(Collection entries)
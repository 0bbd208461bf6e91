//! Terminal front end state: one session, its save channel, and the key map.

use std::time::Duration;

use crossterm::event::{KeyCode, KeyEvent, KeyModifiers};
use tracing::warn;

use crate::result::ResultSink;
use crate::saver::{SaveMonitor, SaveQueue, SaveStatus};
use crate::session::{Session, SessionState};
use crate::settings::{Difficulty, SettingsStore, TestMode, TestSettings};

#[derive(Debug, Clone, Copy, PartialEq, Eq)]
pub enum Screen {
    Typing,
    Results,
}

#[derive(Debug, Clone, Copy, PartialEq, Eq)]
pub enum Control {
    Continue,
    Quit,
}

pub struct App {
    pub session: Session,
    pub screen: Screen,
    saves: Option<SaveMonitor>,
    settings_store: Option<Box<dyn SettingsStore>>,
}

impl App {
    pub fn new(session: Session) -> Self {
        Self {
            session,
            screen: Screen::Typing,
            saves: None,
            settings_store: None,
        }
    }

    /// Persist finished results through a background saver.
    pub fn with_saves(mut self, queue: SaveQueue, monitor: SaveMonitor) -> Self {
        let sink: Box<dyn ResultSink> = Box::new(queue);
        self.session.set_sink(Some(sink));
        self.saves = Some(monitor);
        self
    }

    /// Write settings back whenever they change from the keyboard.
    pub fn with_settings_store(mut self, store: impl SettingsStore + 'static) -> Self {
        self.settings_store = Some(Box::new(store));
        self
    }

    /// `None` when results are not being persisted at all.
    pub fn save_status(&self) -> Option<&SaveStatus> {
        self.saves.as_ref().map(SaveMonitor::status)
    }

    pub fn on_tick(&mut self) {
        self.session.tick();
        self.sync();
    }

    pub fn handle_key(&mut self, key: KeyEvent) -> Control {
        if key.modifiers.contains(KeyModifiers::CONTROL) && key.code == KeyCode::Char('c') {
            return Control::Quit;
        }
        match (self.screen, key.code) {
            (_, KeyCode::Esc) => return Control::Quit,
            (_, KeyCode::Tab) => self.restart(),
            (Screen::Typing, KeyCode::Backspace) => self.session.backspace(),
            (Screen::Typing, KeyCode::Char(' ')) => self.session.press_space(),
            (Screen::Typing, KeyCode::Char(c)) => self.session.push_char(c),
            (Screen::Typing, KeyCode::Enter) if self.session.state() == SessionState::Running => {
                self.session.finish();
            }
            (Screen::Typing, code) if self.session.state() == SessionState::Idle => {
                self.adjust_settings(code)
            }
            (Screen::Results, KeyCode::Char('r') | KeyCode::Char('n')) => self.restart(),
            (Screen::Results, KeyCode::Char('s')) => self.retry_save(),
            (Screen::Results, KeyCode::Char('q')) => return Control::Quit,
            _ => {}
        }
        self.sync();
        Control::Continue
    }

    /// New prompt, same settings.
    pub fn restart(&mut self) {
        self.session.reset();
        self.screen = Screen::Typing;
        if let Some(monitor) = self.saves.as_mut() {
            monitor.clear();
        }
    }

    pub fn retry_save(&mut self) {
        if let Some(monitor) = self.saves.as_mut() {
            monitor.retry();
        }
    }

    fn adjust_settings(&mut self, code: KeyCode) {
        let current = *self.session.settings();
        let next = match code {
            KeyCode::Up => {
                let mode = match current.mode {
                    TestMode::Time => TestMode::Words,
                    TestMode::Words => TestMode::Time,
                };
                let options = TestSettings { mode, ..current }.duration_options();
                TestSettings::new(mode, options[options.len() / 2], current.difficulty)
            }
            KeyCode::Down => {
                let difficulty = match current.difficulty {
                    Difficulty::Easy => Difficulty::Hard,
                    Difficulty::Hard => Difficulty::Easy,
                };
                TestSettings {
                    difficulty,
                    ..current
                }
            }
            KeyCode::Left | KeyCode::Right => TestSettings {
                duration: cycle(current.duration_options(), current.duration, code == KeyCode::Right),
                ..current
            },
            _ => return,
        };
        self.apply_settings(next);
    }

    pub fn apply_settings(&mut self, settings: TestSettings) {
        self.session.initialize(settings);
        self.screen = Screen::Typing;
        if let Some(store) = self.settings_store.as_ref() {
            if let Err(e) = store.save(self.session.settings()) {
                warn!(error = %e, "could not save settings");
            }
        }
    }

    /// Gives a save still in flight up to `timeout` to land. Call before exiting.
    pub fn flush_saves(&mut self, timeout: Duration) {
        let Some(monitor) = self.saves.as_mut() else {
            return;
        };
        if *monitor.wait(timeout) == SaveStatus::Saving {
            warn!(?timeout, "exiting with a result still being saved");
        }
    }

    fn sync(&mut self) {
        if let Some(monitor) = self.saves.as_mut() {
            monitor.poll();
        }
        if self.screen == Screen::Typing && self.session.is_finished() {
            self.screen = Screen::Results;
        }
    }
}

/// Next (or previous) entry after `current`; values outside the set snap to the first entry.
fn cycle(options: &[u32], current: u32, forward: bool) -> u32 {
    let Some(idx) = options.iter().position(|&o| o == current) else {
        return options.first().copied().unwrap_or(current);
    };
    let len = options.len();
    let next = if forward { (idx + 1) % len } else { (idx + len - 1) % len };
    options[next]
}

• **Work to be completed**:
Restating the data word for word is the whole task.

• **Exercise response**:
repository 0bbd208461bf6e91
//! Terminal front end state: one session, its save channel, and the key map.

use std::time::Duration;

use crossterm::event::{KeyCode, KeyEvent, KeyModifiers};
use tracing::warn;

use crate::result::ResultSink;
use crate::saver::{SaveMonitor, SaveQueue, SaveStatus};
use crate::session::{Session, SessionState};
use crate::settings::{Difficulty, SettingsStore, TestMode, TestSettings};

#[derive(Debug, Clone, Copy, PartialEq, Eq)]
pub enum Screen {
    Typing,
    Results,
}

#[derive(Debug, Clone, Copy, PartialEq, Eq)]
pub enum Control {
    Continue,
    Quit,
}

pub struct App {
    pub session: Session,
    pub screen: Screen,
    saves: Option<SaveMonitor>,
    settings_store: Option<Box<dyn SettingsStore>>,
}

impl App {
    pub fn new(session: Session) -> Self {
        Self {
            session,
            screen: Screen::Typing,
            saves: None,
            settings_store: None,
        }
    }

    /// Persist finished results through a background saver.
    pub fn with_saves(mut self, queue: SaveQueue, monitor: SaveMonitor) -> Self {
        let sink: Box<dyn ResultSink> = Box::new(queue);
        self.session.set_sink(Some(sink));
        self.saves = Some(monitor);
        self
    }

    /// Write settings back whenever they change from the keyboard.
    pub fn with_settings_store(mut self, store: impl SettingsStore + 'static) -> Self {
        self.settings_store = Some(Box::new(store));
        self
    }

    /// `None` when results are not being persisted at all.
    pub fn save_status(&self) -> Option<&SaveStatus> {
        self.saves.as_ref().map(SaveMonitor::status)
    }

    pub fn on_tick(&mut self) {
        self.session.tick();
        self.sync();
    }

    pub fn handle_key(&mut self, key: KeyEvent) -> Control {
        if key.modifiers.contains(KeyModifiers::CONTROL) && key.code == KeyCode::Char('c') {
            return Control::Quit;
        }
        match (self.screen, key.code) {
            (_, KeyCode::Esc) => return Control::Quit,
            (_, KeyCode::Tab) => self.restart(),
            (Screen::Typing, KeyCode::Backspace) => self.session.backspace(),
            (Screen::Typing, KeyCode::Char(' ')) => self.session.press_space(),
            (Screen::Typing, KeyCode::Char(c)) => self.session.push_char(c),
            (Screen::Typing, KeyCode::Enter) if self.session.state() == SessionState::Running => {
                self.session.finish();
            }
            (Screen::Typing, code) if self.session.state() == SessionState::Idle => {
                self.adjust_settings(code)
            }
            (Screen::Results, KeyCode::Char('r') | KeyCode::Char('n')) => self.restart(),
            (Screen::Results, KeyCode::Char('s')) => self.retry_save(),
            (Screen::Results, KeyCode::Char('q')) => return Control::Quit,
            _ => {}
        }
        self.sync();
        Control::Continue
    }

    /// New prompt, same settings.
    pub fn restart(&mut self) {
        self.session.reset();
        self.screen = Screen::Typing;
        if let Some(monitor) = self.saves.as_mut() {
            monitor.clear();
        }
    }

    pub fn retry_save(&mut self) {
        if let Some(monitor) = self.saves.as_mut() {
            monitor.retry();
        }
    }

    fn adjust_settings(&mut self, code: KeyCode) {
        let current = *self.session.settings();
        let next = match code {
            KeyCode::Up => {
                let mode = match current.mode {
                    TestMode::Time => TestMode::Words,
                    TestMode::Words => TestMode::Time,
                };
                let options = TestSettings { mode, ..current }.duration_options();
                TestSettings::new(mode, options[options.len() / 2], current.difficulty)
            }
            KeyCode::Down => {
                let difficulty = match current.difficulty {
                    Difficulty::Easy => Difficulty::Hard,
                    Difficulty::Hard => Difficulty::Easy,
                };
                TestSettings {
                    difficulty,
                    ..current
                }
            }
            KeyCode::Left | KeyCode::Right => TestSettings {
                duration: cycle(current.duration_options(), current.duration, code == KeyCode::Right),
                ..current
            },
            _ => return,
        };
        self.apply_settings(next);
    }

    pub fn apply_settings(&mut self, settings: TestSettings) {
        self.session.initialize(settings);
        self.screen = Screen::Typing;
        if let Some(store) = self.settings_store.as_ref() {
            if let Err(e) = store.save(self.session.settings()) {
                warn!(error = %e, "could not save settings");
            }
        }
    }

    /// Gives a save still in flight up to `timeout` to land. Call before exiting.
    pub fn flush_saves(&mut self, timeout: Duration) {
        let Some(monitor) = self.saves.as_mut() else {
            return;
        };
        if *monitor.wait(timeout) == SaveStatus::Saving {
            warn!(?timeout, "exiting with a result still being saved");
        }
    }

    fn sync(&mut self) {
        if let Some(monitor) = self.saves.as_mut() {
            monitor.poll();
        }
        if self.screen == Screen::Typing && self.session.is_finished() {
            self.screen = Screen::Results;
        }
    }
}

/// Next (or previous) entry after `current`; values outside the set snap to the first entry.
fn cycle(options: &[u32], current: u32, forward: bool) -> u32 {
    let Some(idx) = options.iter().position(|&o| o == current) else {
        return options.first().copied().unwrap_or(current);
    };
    let len = options.len();
    let next = if forward { (idx + 1) % len } else { (idx + len - 1) % len };
    options[next]
}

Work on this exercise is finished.